Md. fire chief: heroin problem 'here to stay'

The department is frustrated by growing overdoses tying up emergency services


By Jeffrey Alderton
Cumberland Times News

CUMBERLAND, Md. — Cumberland Fire Chief Donnie Dunn knows the local heroin problem isn't going away.

“It's a problem and it's going to be here," the chief said. “I don't see any solutions. It's unfortunate."

Overdoses involving heroin have become routine calls for the Cumberland Fire Department.

“The calls could be anywhere. They involve people of all ages and all income levels,” Dunn said.

Each drug overdose call — usually involving heroin — requires an ambulance and an engine company response.

“That means four people on each of the calls and each call takes at least an hour from the time of the call until the units are back in service,” Dunn said.

In some cases, the overdosed person regains consciousness and leaves prior to the arrival of the ambulance. And, on some calls, Dunn said the patient doesn't want to go to the hospital.

“Some of the calls involve patients who are combative and we have to wait until Cumberland Police control the situation until we can administer aid,” Dunn said.

In calls where someone has overdosed, the drug (Naloxone) is administered to reverse the effects of heroin. The lifesaving drug can quickly restore the breathing of a person who has overdosed on heroin or prescription opioid pain medication like oxycodone, hydrocodone, morphine, fentanyl or methadone, according to the Maryland Department of Health and Mental Hygiene.

The city of Cumberland has spent $4,879 on Narcan since the beginning of this year. The cost of a single dose is about $41.

The city's ambulance service has used Narcan 119 times in the first eight months of 2016.

In 2015, there were 49 Narcan administrations in the city from February through December.

Cumberland Police officers have also been trained and certified by the Allegany County Health Department to administer Narcan since July 2015.

"Our officers administered Naxolone/Narcan nine times in 2015 and 39 times this year as of Aug, 17," Capt.
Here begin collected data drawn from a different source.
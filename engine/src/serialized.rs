// serialized.rs — Serialized component trees
//
// The shape in which documents are loaded and in which composites describe
// their replacements:
//
//   { componentType, attributes, children, uniqueIdentifier,
//     downstreamDependencies?, state? }
//
// `downstreamDependencies` is keyed by the shadowed source's component id;
// a replacement carrying one is linked to that source. `state` holds
// essential values for unlinked replacements and leaf inputs.
//
// Preconditions: none.
// Postconditions: JSON shape matches the patch consumer's wire format.
// Failure modes: deserialization errors surface as serde errors.
// Side effects: none.

use std::collections::BTreeMap;

use serde::{Deserialize, Serialize};

use crate::id::{assign_unique_identifier, ComponentIdx, UsedIdentifiers};
use crate::value::Value;

// ── Shadow records ──────────────────────────────────────────────────────────

#[derive(Debug, Clone, Copy, PartialEq, Eq, Serialize, Deserialize)]
#[serde(rename_all = "camelCase")]
pub enum DependencyType {
    ReferenceShadow,
}

/// Wire form of a shadow link, stored under the source's id.
#[derive(Debug, Clone, PartialEq, Eq, Serialize, Deserialize)]
#[serde(rename_all = "camelCase")]
pub struct DownstreamDependency {
    pub dependency_type: DependencyType,
    pub composite_id: ComponentIdx,
    #[serde(default, skip_serializing_if = "Option::is_none")]
    pub prop_variable: Option<String>,
    #[serde(default, skip_serializing_if = "Option::is_none")]
    pub is_primary_shadow: Option<bool>,
}

/// A replacement's live link back to the component it shadows.
///
/// With `prop_variable` set, the replacement's primary variable mirrors that
/// one variable of the source. Without it, every essential variable of the
/// replacement mirrors the same-named variable of the source.
#[derive(Debug, Clone, PartialEq, Eq)]
pub struct ShadowRecord {
    pub source: ComponentIdx,
    pub prop_variable: Option<String>,
    pub composite: ComponentIdx,
    pub is_primary_shadow: bool,
}

impl ShadowRecord {
    pub fn to_downstream(&self) -> (ComponentIdx, DownstreamDependency) {
        (
            self.source,
            DownstreamDependency {
                dependency_type: DependencyType::ReferenceShadow,
                composite_id: self.composite,
                prop_variable: self.prop_variable.clone(),
                is_primary_shadow: Some(self.is_primary_shadow),
            },
        )
    }
}

// ── Attributes ──────────────────────────────────────────────────────────────

/// An attribute is either a primitive value or a nested component.
#[derive(Debug, Clone, PartialEq, Serialize, Deserialize)]
#[serde(untagged)]
pub enum AttributeValue {
    Component(Box<SerializedComponent>),
    Primitive(Value),
}

impl AttributeValue {
    pub fn as_primitive(&self) -> Option<&Value> {
        match self {
            AttributeValue::Primitive(v) => Some(v),
            AttributeValue::Component(_) => None,
        }
    }
}

impl From<Value> for AttributeValue {
    fn from(v: Value) -> Self {
        AttributeValue::Primitive(v)
    }
}

impl From<SerializedComponent> for AttributeValue {
    fn from(c: SerializedComponent) -> Self {
        AttributeValue::Component(Box::new(c))
    }
}

// ── Serialized component ────────────────────────────────────────────────────

#[derive(Debug, Clone, PartialEq, Serialize, Deserialize)]
#[serde(rename_all = "camelCase")]
pub struct SerializedComponent {
    pub component_type: String,
    #[serde(default, skip_serializing_if = "BTreeMap::is_empty")]
    pub attributes: BTreeMap<String, AttributeValue>,
    #[serde(default, skip_serializing_if = "Vec::is_empty")]
    pub children: Vec<SerializedComponent>,
    #[serde(default, alias = "name", skip_serializing_if = "Option::is_none")]
    pub unique_identifier: Option<String>,
    #[serde(default, skip_serializing_if = "BTreeMap::is_empty")]
    pub downstream_dependencies: BTreeMap<ComponentIdx, Vec<DownstreamDependency>>,
    #[serde(default, skip_serializing_if = "BTreeMap::is_empty")]
    pub state: BTreeMap<String, Value>,
}

impl SerializedComponent {
    pub fn new(component_type: impl Into<String>) -> Self {
        Self {
            component_type: component_type.into(),
            attributes: BTreeMap::new(),
            children: Vec::new(),
            unique_identifier: None,
            downstream_dependencies: BTreeMap::new(),
            state: BTreeMap::new(),
        }
    }

    pub fn with_identifier(mut self, id: impl Into<String>) -> Self {
        self.unique_identifier = Some(id.into());
        self
    }

    pub fn with_attribute(mut self, name: impl Into<String>, value: impl Into<AttributeValue>) -> Self {
        self.attributes.insert(name.into(), value.into());
        self
    }

    pub fn with_state(mut self, var: impl Into<String>, value: Value) -> Self {
        self.state.insert(var.into(), value);
        self
    }

    pub fn with_child(mut self, child: SerializedComponent) -> Self {
        self.children.push(child);
        self
    }

    pub fn with_shadow(mut self, record: &ShadowRecord) -> Self {
        let (source, dep) = record.to_downstream();
        self.downstream_dependencies.insert(source, vec![dep]);
        self
    }

    /// The shadow link this replacement carries, if any.
    pub fn shadow_record(&self) -> Option<ShadowRecord> {
        let (source, deps) = self.downstream_dependencies.iter().next()?;
        let dep = deps
            .iter()
            .find(|d| d.dependency_type == DependencyType::ReferenceShadow)?;
        Some(ShadowRecord {
            source: *source,
            prop_variable: dep.prop_variable.clone(),
            composite: dep.composite_id,
            is_primary_shadow: dep.is_primary_shadow.unwrap_or(false),
        })
    }

    pub fn is_linked(&self) -> bool {
        self.shadow_record().is_some()
    }

    /// `(source, prop)` of the shadow link, used to compare replacements.
    pub fn shadow_target(&self) -> Option<(ComponentIdx, Option<String>)> {
        self.shadow_record().map(|r| (r.source, r.prop_variable))
    }

    pub fn primitive_attribute(&self, name: &str) -> Option<&Value> {
        self.attributes.get(name).and_then(AttributeValue::as_primitive)
    }

    /// Replace every identifier in this subtree (treated as a base) by a
    /// collision-free one drawn from `used`.
    pub fn assign_identifiers(&mut self, used: &mut UsedIdentifiers) {
        if let Some(base) = self.unique_identifier.take() {
            self.unique_identifier = Some(assign_unique_identifier(&base, used));
        }
        for attr in self.attributes.values_mut() {
            if let AttributeValue::Component(c) = attr {
                c.assign_identifiers(used);
            }
        }
        for child in &mut self.children {
            child.assign_identifiers(used);
        }
    }

    /// Every identifier in this subtree, in assignment order.
    pub fn identifiers(&self) -> Vec<String> {
        let mut out: Vec<String> = self.unique_identifier.iter().cloned().collect();
        for attr in self.attributes.values() {
            if let AttributeValue::Component(c) = attr {
                out.extend(c.identifiers());
            }
        }
        for child in &self.children {
            out.extend(child.identifiers());
        }
        out
    }

    /// Number of nodes in this subtree, attribute components included.
    pub fn node_count(&self) -> usize {
        let attrs: usize = self
            .attributes
            .values()
            .map(|a| match a {
                AttributeValue::Component(c) => c.node_count(),
                AttributeValue::Primitive(_) => 0,
            })
            .sum();
        1 + attrs + self.children.iter().map(|c| c.node_count()).sum::<usize>()
    }
}

#[cfg(test)]
mod tests {
    use super::*;
    use crate::value::MathExpr;

    #[test]
    fn shadow_record_roundtrips_through_downstream() {
        let record = ShadowRecord {
            source: ComponentIdx(4),
            prop_variable: Some("xs[1]".into()),
            composite: ComponentIdx(9),
            is_primary_shadow: true,
        };
        let ser = SerializedComponent::new("math").with_shadow(&record);
        assert_eq!(ser.shadow_record(), Some(record));
        assert!(ser.is_linked());
        assert_eq!(
            ser.shadow_target(),
            Some((ComponentIdx(4), Some("xs[1]".to_string())))
        );
    }

    #[test]
    fn wire_shape_is_camel_case() {
        let record = ShadowRecord {
            source: ComponentIdx(2),
            prop_variable: None,
            composite: ComponentIdx(5),
            is_primary_shadow: true,
        };
        let ser = SerializedComponent::new("number")
            .with_identifier("c:n")
            .with_shadow(&record);
        let json = serde_json::to_value(&ser).unwrap();
        assert_eq!(json["componentType"], "number");
        assert_eq!(json["uniqueIdentifier"], "c:n");
        let dep = &json["downstreamDependencies"]["2"][0];
        assert_eq!(dep["dependencyType"], "referenceShadow");
        assert_eq!(dep["compositeId"], 5);
        assert_eq!(dep["isPrimaryShadow"], true);
        assert!(json.get("children").is_none());
    }

    #[test]
    fn identifiers_are_made_unique_per_scope() {
        let mut a = SerializedComponent::new("group")
            .with_identifier("c:g")
            .with_child(SerializedComponent::new("number").with_identifier("c:g/n"));
        let mut b = a.clone();
        let mut used = UsedIdentifiers::new();
        a.assign_identifiers(&mut used);
        b.assign_identifiers(&mut used);
        assert_eq!(a.unique_identifier.as_deref(), Some("c:g"));
        assert_eq!(b.unique_identifier.as_deref(), Some("c:g_1"));
        assert_eq!(b.children[0].unique_identifier.as_deref(), Some("c:g/n_1"));
    }

    #[test]
    fn documents_accept_name_and_nested_attributes() {
        let json = r#"{
            "componentType": "sequence",
            "name": "s1",
            "attributes": {
                "from": {"componentType": "copy", "attributes": {"target": "n1"}},
                "length": 3,
                "slope": {"math": "2x"}
            }
        }"#;
        let ser: SerializedComponent = serde_json::from_str(json).unwrap();
        assert_eq!(ser.unique_identifier.as_deref(), Some("s1"));
        assert!(matches!(ser.attributes["from"], AttributeValue::Component(_)));
        assert_eq!(ser.primitive_attribute("length"), Some(&Value::Number(3.0)));
        assert_eq!(
            ser.primitive_attribute("slope"),
            Some(&Value::Math(MathExpr::parse("2x")))
        );
        assert_eq!(ser.node_count(), 2);
    }
}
Greg Leake, Cumberland Police operations supervisor, said.

In Maryland, as of December 2015, pharmacies can dispense Narcan without a prescription to anyone trained or certified under the Department of Health and Mental Hygiene's overdose response program.

Since March 2014, an estimated 23,000 people have been certified in the state to administer the drug.

In Allegany County, there are 597 people certified to administer Narcan after having been trained by the Allegany County Health Department, according to James Pyles, director of safety and security of the DHMH, who is the agency's lead spokesman on the heroin epidemic.

Of that number, 156 are law enforcement officers in Allegany County, Pyles said.

In 2014, the Maryland State Police became the first state police agency in the United States to train and equip troopers with Narcan.

Certification of Narcan is obtained by completing a one-hour block of training. Those certified upon completion of the training are provided a single dose of Narcan nasal spray and then have a standing order to obtain a prescription refill for Narcan at their expense.

Capt. Vince Pyle, the Cumberland Fire Department's emergency medical services officer, said “the dramatic increase in overdose-related calls has adversely impacted our operational ability.”

“These calls are very labor intensive, requiring additional required staff to successfully manage each event," Pyle said. “This reduces our availability for response to additional calls during the same period."

For the city ambulance crews, some of the locations and the victims are not unfamiliar.

“In some instances, we have had the same patient twice in one day. Some are recurring addresses and recurring patients,” Dunn said. "It can be very frustrating for our personnel to actually save a person's life only to be called again for the same person and for the same reason — drug overdose."